The new study stated that “The very cornerstone of dietary advice for generations has been that the saturated fats in butter, cheese and red meat should be avoided because they clog our arteries.” It noted that for many diet-conscious Americans, it is simply second nature to opt for chicken over sirloin, canola oil over butter.

“The fact is, there has never been solid evidence for the idea that these fats cause disease. We only believe this to be the case because nutrition policy has been derailed over the past half-century by a mixture of personal ambition, bad science, politics and bias.”

Women and Fat. There is growing evidence that women on diets low in saturated fat actually increase their risk of having a heart attack. The “good” HDL cholesterol drops precipitously for women on this diet (it drops for men too, but less so). The irony is that women have been especially rigorous about ramping up on their fruits, vegetables and grains, but they now suffer from higher obesity rates than men, and their death rates from heart disease have reached parity.

In fact, high total cholesterol levels in women over 50 were found early on to be associated with longer life. This counterintuitive result was first discovered by the famous Framingham study on heart-disease risk factors in 1971 and has since been confirmed by other research.

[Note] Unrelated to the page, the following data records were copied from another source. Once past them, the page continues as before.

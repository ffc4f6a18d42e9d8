pub mod config;
pub mod domain;
pub mod errors;

pub use config::{AccountConfig, AppConfig, ConfigError, LoadOptions, LogFormat};
pub use domain::account::{Credentials, EntityId, UserId, ENTITY_DOMAIN};
pub use domain::status::{Expiration, StatusField, StatusUpdate};
pub use errors::DomainError;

So what to do? We have never advised our clients to eliminate meats from their diet because the science did not support this. We do recommend that you not load up on meats. Vegetables and berries are key components of a  healthy diet. We like meats that do not have added hormones and antibiotics. There are some that need to avoid fats but for most of us, it is not an issue. Moderation is still a key.

Much of this information has been quoted from an article by Ms. Teicholz. She has been researching dietary fat and disease for nearly a decade. Her book, “The Big Fat Surprise: Why Butter, Meat and Cheese Belong in a Healthy Diet,” will be published by Simon & Schuster on May 13.